### Exercise goal
All lines holding the string "LeftJoin" should be copied from the data below.

### Material provided
***

/// Row filters shared by the flat and grouped inventory dashboards.
/// Blank strings count as "not set".
#[derive(Debug, Clone, Default, Serialize, Deserialize)]
pub struct InventoryDashboardFilters {
    pub name: Option<String>,
    pub client_id: Option<i32>,
    pub serial_pallet: Option<String>,
    pub identifier: Option<String>,
    pub po: Option<String>,
    pub location_id: Option<i32>,
    pub area_id: Option<i32>,
    /// `available`, `unavailable`, or a fragment of the computed status
    pub status: Option<String>,
    pub updated_by: Option<String>,
}

impl InventoryDashboardFilters {
    fn condition(&self) -> Condition {
        let mut cond = Condition::all();

        if let Some(name) = non_blank(&self.name) {
            cond = cond.add(inventory::Column::Name.contains(name));
        }
        if let Some(client_id) = self.client_id {
            cond = cond.add(warehouse_import_requirement::Column::ClientId.eq(client_id));
        }
        if let Some(serial) = non_blank(&self.serial_pallet) {
            cond = cond.add(inventory::Column::SerialPallet.contains(serial));
        }
        if let Some(identifier) = non_blank(&self.identifier) {
            cond = cond.add(inventory::Column::Identifier.contains(identifier));
        }
        if let Some(po) = non_blank(&self.po) {
            cond = cond.add(inventory::Column::Po.contains(po));
        }
        if let Some(location_id) = self.location_id {
            cond = cond.add(inventory::Column::LocationId.eq(location_id));
        }
        if let Some(area_id) = self.area_id {
            cond = cond.add(location::Column::AreaId.eq(area_id));
        }
        if let Some(status) = non_blank(&self.status) {
            cond = cond.add(status_condition(status));
        }
        if let Some(updated_by) = non_blank(&self.updated_by) {
            cond = cond.add(inventory::Column::UpdatedBy.contains(updated_by));
        }

        cond
    }
}

fn status_condition(status: &str) -> SimpleExpr {
    if status.eq_ignore_ascii_case("available") {
        inventory::Column::AvailableQuantity.gt(0)
    } else if status.eq_ignore_ascii_case("unavailable") {
        inventory::Column::AvailableQuantity.eq(0)
    } else {
        inventory::Column::CalculatedStatus.contains(status)
    }
}

/// Joins only the earliest container scan of each identifier, so an item
/// scanned into several containers still yields one row.
fn first_container_scan() -> RelationDef {
    inventory::Relation::ContainerInventories
        .def()
        .on_condition(|outer, scan| {
            let earlier = Alias::new("earlier_scan");
            let first_id = SelectQuery::select()
                .expr(Expr::col((earlier.clone(), container_inventory::Column::Id)).min())
                .from_as(container_inventory::Entity, earlier.clone())
                .and_where(
                    Expr::col((earlier, container_inventory::Column::InventoryIdentifier))
                        .equals((outer, inventory::Column::Identifier)),
                )
                .to_owned();

            Condition::all()
                .add(Expr::col((scan, container_inventory::Column::Id)).in_subquery(first_id))
        })
}

/// Inventory left-joined to its location/area and to the import chain that
/// carries client context. Inventory that never came through an import keeps
/// NULL requirement columns.
fn base_select(filters: &InventoryDashboardFilters) -> Select<inventory::Entity> {
    inventory::Entity::find()
        .join(JoinType::LeftJoin, inventory::Relation::Location.def())
        .join(JoinType::LeftJoin, location::Relation::Area.def())
        .join(JoinType::LeftJoin, first_container_scan())
        .join(
            JoinType::LeftJoin,
            container_inventory::Relation::ImportContainer.def(),
        )
        .join(
            JoinType::LeftJoin,
            warehouse_import_container::Relation::ImportRequirement.def(),
        )
        .filter(filters.condition())
}

/// Dimension the grouped dashboard aggregates over.
#[derive(Debug, Clone, Copy, Default, PartialEq, Eq, Serialize, Deserialize, ToSchema)]
#[serde(rename_all = "snake_case")]
pub enum GroupBy {
    #[default]
    Area,
    Po,
    Client,
    SapCode,
}

/// Accepted `group_by` spellings.
const GROUP_DIMENSIONS: [(&str, GroupBy); 4] = [
    ("area", GroupBy::Area),
    ("po", GroupBy::Po),
    ("client", GroupBy::Client),
    ("sap_code", GroupBy::SapCode),
];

***

### Answer box
        .join(JoinType::LeftJoin, inventory::Relation::Location.def())
        .join(JoinType::LeftJoin, location::Relation::Area.def())
        .join(JoinType::LeftJoin, first_container_scan())
            JoinType::LeftJoin,
            JoinType::LeftJoin,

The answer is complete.